Candy Apple Gray is such a weird album. The songs I love on it are the ones that sound nothing like HD, the ballads, while the songs that sound like HD - Lonely aside - leave me really cold.

Also, they did have a live major label album and it doesn't really sound especially better or worse than the studio stuff. They sounded like they sounded, they were meant to be played loud on speakers, and their sound doesn't work well in some contexts (low volume, etc.).

dlp9001, Monday, 8 August 2016 15:52 (seven years ago) link

The Foo Fighters have made a career out of ripping off this album

beamish13, Monday, 8 August 2016 16:36 (seven years ago) link

Actually, the drum sound on the live album is fucking horrible - they went way too far in the opposite direction of the studio albums and wound up with this super-processed Big 80s Snare.

Don Van Gorp, midwest regional VP, marketing (誤訳侮辱), Monday, 8 August 2016 16:48 (seven years ago) link

more like the dü biters amirite xp

frank field of the nephilim (NickB), Monday, 8 August 2016 17:05 (seven years ago) link

My stab at blasphemy: https://open.spotify.com/user/pplains/playlist/00GOCXGtRmP3FdwLSuKEwO

pplains, Tuesday, 9 August 2016 15:30 (seven years ago) link

Nicely done - didn't really miss a thing, and much better momentum. For some reason, made the sound seem less muddy to me.

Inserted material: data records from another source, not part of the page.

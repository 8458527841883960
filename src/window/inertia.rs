//! Inertial motion of thrown notes.

use crate::config::Physics;
use crate::geometry::{Point, Rect};

/// Throw velocity state.
#[derive(Default, Debug)]
pub struct Inertia {
    velocity: Point<f64>,
    active: bool,
}

impl Inertia {
    /// Check if there is any velocity active.
    pub fn is_moving(&self) -> bool {
        self.active
    }

    /// Velocity in pixels per tick.
    pub fn velocity(&self) -> Point<f64> {
        self.velocity
    }

    /// Start moving with the release velocity.
    ///
    /// Returns `false` without moving if the speed is below the throw
    /// threshold.
    pub fn launch(&mut self, physics: &Physics, velocity: Point<f64>) -> bool {
        let velocity = velocity.clamp_components(physics.max_velocity);
        if velocity.length() <= physics.throw_threshold {
            self.stop();
            return false;
        }

        self.velocity = velocity;
        self.active = true;
        true
    }

    /// Cancel all motion.
    pub fn stop(&mut self) {
        self.velocity = Point::default();
        self.active = false;
    }

    /// Advance the window by one tick inside the usable screen `area`.
    pub fn apply(&mut self, physics: &Physics, bounds: &mut Rect, area: Rect) {
        // No-op without velocity.
        if !self.active {
            return;
        }

        let width = bounds.size.width as f64;
        let height = bounds.size.height as f64;
        let mut next = Point::<f64>::from(bounds.origin) + self.velocity;

        // Reflect off the screen edges.
        if next.x < area.left() as f64 {
            next.x = area.left() as f64;
            self.velocity.x = -self.velocity.x * physics.bounce;
        } else if next.x + width > area.right() as f64 {
            next.x = area.right() as f64 - width;
            self.velocity.x = -self.velocity.x * physics.bounce;
        }

        if next.y < area.top() as f64 {
            next.y = area.top() as f64;
            self.velocity.y = -self.velocity.y * physics.bounce;
        } else if next.y + height > area.bottom() as f64 {
            next.y = area.bottom() as f64 - height;
            self.velocity.y = -self.velocity.y * physics.bounce;
        }

        bounds.origin = Point::new(next.x as i32, next.y as i32);

        // Bouncy configurations can add energy, so the cap is enforced every tick.
        self.velocity = (self.velocity * physics.friction).clamp_components(physics.max_velocity);

        if self.velocity.x.abs() < physics.min_velocity
            && self.velocity.y.abs() < physics.min_velocity
        {
            self.stop();
        }
    }
}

juggulo for the complete klvtz (bendy), Wednesday, 10 August 2016 22:13 (seven years ago) link

Need to listen to that

The Rest Is A Cellarful of Noise (James Redd and the Blecchs), Wednesday, 10 August 2016 22:21 (seven years ago) link

I think the power in the tunes leads people to perhaps think they would perhaps be better served with a huge drum sound, but I just don't think that was Husker Du's thing. Especially on Warehouse maybe more specifically on Grant's tunes you hear the 60s rock in their sound.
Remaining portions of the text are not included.